------ RECORD SET

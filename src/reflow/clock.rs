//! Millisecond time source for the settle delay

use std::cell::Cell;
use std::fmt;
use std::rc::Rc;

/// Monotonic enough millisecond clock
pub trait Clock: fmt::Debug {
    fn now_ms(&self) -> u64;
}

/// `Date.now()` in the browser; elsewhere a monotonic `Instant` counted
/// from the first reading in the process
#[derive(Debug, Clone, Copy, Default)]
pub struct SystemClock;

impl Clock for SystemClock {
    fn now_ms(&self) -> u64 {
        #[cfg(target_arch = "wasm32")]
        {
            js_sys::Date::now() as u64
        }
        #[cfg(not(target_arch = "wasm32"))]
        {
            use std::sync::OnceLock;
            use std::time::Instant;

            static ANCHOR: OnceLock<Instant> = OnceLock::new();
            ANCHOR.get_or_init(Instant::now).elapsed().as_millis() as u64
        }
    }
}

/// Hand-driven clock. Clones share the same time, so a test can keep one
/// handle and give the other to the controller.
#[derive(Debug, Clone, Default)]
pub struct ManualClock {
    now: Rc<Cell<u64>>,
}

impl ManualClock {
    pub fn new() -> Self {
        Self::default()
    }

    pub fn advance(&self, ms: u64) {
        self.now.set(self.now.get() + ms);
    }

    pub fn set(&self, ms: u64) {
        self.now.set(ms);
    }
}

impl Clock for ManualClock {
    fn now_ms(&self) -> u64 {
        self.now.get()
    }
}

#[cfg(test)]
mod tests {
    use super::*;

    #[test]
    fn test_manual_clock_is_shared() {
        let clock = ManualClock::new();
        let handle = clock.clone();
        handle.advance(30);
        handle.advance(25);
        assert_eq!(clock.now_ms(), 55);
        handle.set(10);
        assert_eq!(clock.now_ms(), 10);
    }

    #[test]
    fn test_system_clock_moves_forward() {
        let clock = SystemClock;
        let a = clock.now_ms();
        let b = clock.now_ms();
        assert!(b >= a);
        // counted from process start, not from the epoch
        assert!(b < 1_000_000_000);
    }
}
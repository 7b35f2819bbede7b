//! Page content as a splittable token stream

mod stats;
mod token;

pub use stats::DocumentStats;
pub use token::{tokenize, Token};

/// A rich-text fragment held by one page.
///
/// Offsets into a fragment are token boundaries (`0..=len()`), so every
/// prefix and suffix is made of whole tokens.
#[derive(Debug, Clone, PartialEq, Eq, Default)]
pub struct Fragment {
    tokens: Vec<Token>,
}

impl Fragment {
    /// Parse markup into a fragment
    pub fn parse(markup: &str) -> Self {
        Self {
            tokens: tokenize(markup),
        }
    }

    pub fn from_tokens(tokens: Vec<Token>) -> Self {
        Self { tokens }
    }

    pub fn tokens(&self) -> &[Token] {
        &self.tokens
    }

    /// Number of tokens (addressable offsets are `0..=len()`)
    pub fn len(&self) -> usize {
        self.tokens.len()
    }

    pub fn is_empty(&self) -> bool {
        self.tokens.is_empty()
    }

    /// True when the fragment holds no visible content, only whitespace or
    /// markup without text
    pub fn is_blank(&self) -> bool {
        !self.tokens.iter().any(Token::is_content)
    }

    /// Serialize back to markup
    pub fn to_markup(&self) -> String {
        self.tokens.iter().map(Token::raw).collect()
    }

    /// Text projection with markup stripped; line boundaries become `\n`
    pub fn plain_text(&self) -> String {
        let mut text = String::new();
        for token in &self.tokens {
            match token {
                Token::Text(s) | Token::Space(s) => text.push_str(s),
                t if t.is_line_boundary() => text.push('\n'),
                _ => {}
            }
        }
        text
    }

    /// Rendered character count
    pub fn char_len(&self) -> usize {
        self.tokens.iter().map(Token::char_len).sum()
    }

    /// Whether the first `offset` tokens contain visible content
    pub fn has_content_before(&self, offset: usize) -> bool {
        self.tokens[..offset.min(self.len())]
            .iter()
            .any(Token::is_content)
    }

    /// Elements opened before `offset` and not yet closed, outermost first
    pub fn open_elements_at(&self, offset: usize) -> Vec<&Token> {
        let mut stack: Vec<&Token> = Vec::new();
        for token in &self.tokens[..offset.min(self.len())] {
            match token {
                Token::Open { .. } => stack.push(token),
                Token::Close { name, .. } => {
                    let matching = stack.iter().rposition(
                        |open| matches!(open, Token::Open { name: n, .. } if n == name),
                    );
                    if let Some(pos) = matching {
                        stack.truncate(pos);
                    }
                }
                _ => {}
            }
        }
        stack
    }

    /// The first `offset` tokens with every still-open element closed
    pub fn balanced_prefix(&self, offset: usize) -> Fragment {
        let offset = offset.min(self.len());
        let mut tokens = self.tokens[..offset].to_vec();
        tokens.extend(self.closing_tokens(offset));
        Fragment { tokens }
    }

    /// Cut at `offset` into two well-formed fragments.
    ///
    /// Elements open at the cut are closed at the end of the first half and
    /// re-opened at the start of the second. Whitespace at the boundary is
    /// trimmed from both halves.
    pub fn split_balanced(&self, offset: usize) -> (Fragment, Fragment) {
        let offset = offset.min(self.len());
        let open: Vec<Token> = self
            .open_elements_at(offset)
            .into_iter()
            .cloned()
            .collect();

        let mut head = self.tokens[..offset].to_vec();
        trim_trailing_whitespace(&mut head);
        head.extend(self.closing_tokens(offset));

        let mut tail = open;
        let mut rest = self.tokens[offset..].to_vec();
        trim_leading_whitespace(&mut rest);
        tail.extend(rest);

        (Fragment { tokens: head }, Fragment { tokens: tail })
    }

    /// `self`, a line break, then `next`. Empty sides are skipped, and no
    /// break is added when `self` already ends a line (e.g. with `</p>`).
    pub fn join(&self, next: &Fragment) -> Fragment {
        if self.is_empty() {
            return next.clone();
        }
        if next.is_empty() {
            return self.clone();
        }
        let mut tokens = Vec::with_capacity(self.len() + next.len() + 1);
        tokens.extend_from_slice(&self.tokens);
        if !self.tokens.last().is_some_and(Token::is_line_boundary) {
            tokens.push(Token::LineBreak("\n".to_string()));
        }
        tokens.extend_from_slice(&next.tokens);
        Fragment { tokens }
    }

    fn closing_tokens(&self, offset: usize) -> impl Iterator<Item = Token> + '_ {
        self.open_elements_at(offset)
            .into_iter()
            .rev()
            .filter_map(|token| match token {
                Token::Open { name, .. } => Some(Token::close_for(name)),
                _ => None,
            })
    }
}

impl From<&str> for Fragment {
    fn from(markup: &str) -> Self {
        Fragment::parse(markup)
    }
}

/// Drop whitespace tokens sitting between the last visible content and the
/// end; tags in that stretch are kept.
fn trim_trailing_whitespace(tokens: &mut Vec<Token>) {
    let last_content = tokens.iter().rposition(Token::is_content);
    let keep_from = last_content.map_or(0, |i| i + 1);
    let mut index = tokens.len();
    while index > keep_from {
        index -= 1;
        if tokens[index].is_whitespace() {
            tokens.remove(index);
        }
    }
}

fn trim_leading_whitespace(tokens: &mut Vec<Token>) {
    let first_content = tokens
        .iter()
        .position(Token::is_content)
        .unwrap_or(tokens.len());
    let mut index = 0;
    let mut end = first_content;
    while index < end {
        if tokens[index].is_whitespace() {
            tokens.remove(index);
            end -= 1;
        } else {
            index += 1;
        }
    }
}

------------

What is needed here is every record above, repeated exactly.

▶ _ANSWER BELOW_
filename src/reflow/clock.rs
//! Millisecond time source for the settle delay

use std::cell::Cell;
use std::fmt;
use std::rc::Rc;

/// Monotonic enough millisecond clock
pub trait Clock: fmt::Debug {
    fn now_ms(&self) -> u64;
}

/// `Date.now()` in the browser; elsewhere a monotonic `Instant` counted
/// from the first reading in the process
#[derive(Debug, Clone, Copy, Default)]
pub struct SystemClock;

impl Clock for SystemClock {
    fn now_ms(&self) -> u64 {
        #[cfg(target_arch = "wasm32")]
        {
            js_sys::Date::now() as u64
        }
        #[cfg(not(target_arch = "wasm32"))]
        {
            use std::sync::OnceLock;
            use std::time::Instant;

            static ANCHOR: OnceLock<Instant> = OnceLock::new();
            ANCHOR.get_or_init(Instant::now).elapsed().as_millis() as u64
        }
    }
}

/// Hand-driven clock. Clones share the same time, so a test can keep one
/// handle and give the other to the controller.
#[derive(Debug, Clone, Default)]
pub struct ManualClock {
    now: Rc<Cell<u64>>,
}

impl ManualClock {
    pub fn new() -> Self {
        Self::default()
    }

    pub fn advance(&self, ms: u64) {
        self.now.set(self.now.get() + ms);
    }

    pub fn set(&self, ms: u64) {
        self.now.set(ms);
    }
}

impl Clock for ManualClock {
    fn now_ms(&self) -> u64 {
        self.now.get()
    }
}

#[cfg(test)]
mod tests {
    use super::*;

    #[test]
    fn test_manual_clock_is_shared() {
        let clock = ManualClock::new();
        let handle = clock.clone();
        handle.advance(30);
        handle.advance(25);
        assert_eq!(clock.now_ms(), 55);
        handle.set(10);
        assert_eq!(clock.now_ms(), 10);
    }

    #[test]
    fn test_system_clock_moves_forward() {
        let clock = SystemClock;
        let a = clock.now_ms();
        let b = clock.now_ms();
        assert!(b >= a);
        // counted from process start, not from the epoch
        assert!(b < 1_000_000_000);
    }
}
repository 7b35f2819bbede7b
//! Page content as a splittable token stream

mod stats;
mod token;

pub use stats::DocumentStats;
pub use token::{tokenize, Token};

/// A rich-text fragment held by one page.
///
/// Offsets into a fragment are token boundaries (`0..=len()`), so every
/// prefix and suffix is made of whole tokens.
#[derive(Debug, Clone, PartialEq, Eq, Default)]
pub struct Fragment {
    tokens: Vec<Token>,
}

impl Fragment {
    /// Parse markup into a fragment
    pub fn parse(markup: &str) -> Self {
        Self {
            tokens: tokenize(markup),
        }
    }

    pub fn from_tokens(tokens: Vec<Token>) -> Self {
        Self { tokens }
    }

    pub fn tokens(&self) -> &[Token] {
        &self.tokens
    }

    /// Number of tokens (addressable offsets are `0..=len()`)
    pub fn len(&self) -> usize {
        self.tokens.len()
    }

    pub fn is_empty(&self) -> bool {
        self.tokens.is_empty()
    }

    /// True when the fragment holds no visible content, only whitespace or
    /// markup without text
    pub fn is_blank(&self) -> bool {
        !self.tokens.iter().any(Token::is_content)
    }

    /// Serialize back to markup
    pub fn to_markup(&self) -> String {
        self.tokens.iter().map(Token::raw).collect()
    }

    /// Text projection with markup stripped; line boundaries become `\n`
    pub fn plain_text(&self) -> String {
        let mut text = String::new();
        for token in &self.tokens {
            match token {
                Token::Text(s) | Token::Space(s) => text.push_str(s),
                t if t.is_line_boundary() => text.push('\n'),
                _ => {}
            }
        }
        text
    }

    /// Rendered character count
    pub fn char_len(&self) -> usize {
        self.tokens.iter().map(Token::char_len).sum()
    }

    /// Whether the first `offset` tokens contain visible content
    pub fn has_content_before(&self, offset: usize) -> bool {
        self.tokens[..offset.min(self.len())]
            .iter()
            .any(Token::is_content)
    }

    /// Elements opened before `offset` and not yet closed, outermost first
    pub fn open_elements_at(&self, offset: usize) -> Vec<&Token> {
        let mut stack: Vec<&Token> = Vec::new();
        for token in &self.tokens[..offset.min(self.len())] {
            match token {
                Token::Open { .. } => stack.push(token),
                Token::Close { name, .. } => {
                    let matching = stack.iter().rposition(
                        |open| matches!(open, Token::Open { name: n, .. } if n == name),
                    );
                    if let Some(pos) = matching {
                        stack.truncate(pos);
                    }
                }
                _ => {}
            }
        }
        stack
    }

    /// The first `offset` tokens with every still-open element closed
    pub fn balanced_prefix(&self, offset: usize) -> Fragment {
        let offset = offset.min(self.len());
        let mut tokens = self.tokens[..offset].to_vec();
        tokens.extend(self.closing_tokens(offset));
        Fragment { tokens }
    }

    /// Cut at `offset` into two well-formed fragments.
    ///
    /// Elements open at the cut are closed at the end of the first half and
    /// re-opened at the start of the second. Whitespace at the boundary is
    /// trimmed from both halves.
    pub fn split_balanced(&self, offset: usize) -> (Fragment, Fragment) {
        let offset = offset.min(self.len());
        let open: Vec<Token> = self
            .open_elements_at(offset)
            .into_iter()
            .cloned()
            .collect();

        let mut head = self.tokens[..offset].to_vec();
        trim_trailing_whitespace(&mut head);
        head.extend(self.closing_tokens(offset));

        let mut tail = open;
        let mut rest = self.tokens[offset..].to_vec();
        trim_leading_whitespace(&mut rest);
        tail.extend(rest);

        (Fragment { tokens: head }, Fragment { tokens: tail })
    }

    /// `self`, a line break, then `next`. Empty sides are skipped, and no
    /// break is added when `self` already ends a line (e.g. with `</p>`).
    pub fn join(&self, next: &Fragment) -> Fragment {
        if self.is_empty() {
            return next.clone();
        }
        if next.is_empty() {
            return self.clone();
        }
        let mut tokens = Vec::with_capacity(self.len() + next.len() + 1);
        tokens.extend_from_slice(&self.tokens);
        if !self.tokens.last().is_some_and(Token::is_line_boundary) {
            tokens.push(Token::LineBreak("\n".to_string()));
        }
        tokens.extend_from_slice(&next.tokens);
        Fragment { tokens }
    }

    fn closing_tokens(&self, offset: usize) -> impl Iterator<Item = Token> + '_ {
        self.open_elements_at(offset)
            .into_iter()
            .rev()
            .filter_map(|token| match token {
                Token::Open { name, .. } => Some(Token::close_for(name)),
                _ => None,
            })
    }
}

impl From<&str> for Fragment {
    fn from(markup: &str) -> Self {
        Fragment::parse(markup)
    }
}

/// Drop whitespace tokens sitting between the last visible content and the
/// end; tags in that stretch are kept.
fn trim_trailing_whitespace(tokens: &mut Vec<Token>) {
    let last_content = tokens.iter().rposition(Token::is_content);
    let keep_from = last_content.map_or(0, |i| i + 1);
    let mut index = tokens.len();
    while index > keep_from {
        index -= 1;
        if tokens[index].is_whitespace() {
            tokens.remove(index);
        }
    }
}

fn trim_leading_whitespace(tokens: &mut Vec<Token>) {
    let first_content = tokens
        .iter()
        .position(Token::is_content)
        .unwrap_or(tokens.len());
    let mut index = 0;
    let mut end = first_content;
    while index < end {
        if tokens[index].is_whitespace() {
            tokens.remove(index);
            end -= 1;
        } else {
            index += 1;
        }
    }
}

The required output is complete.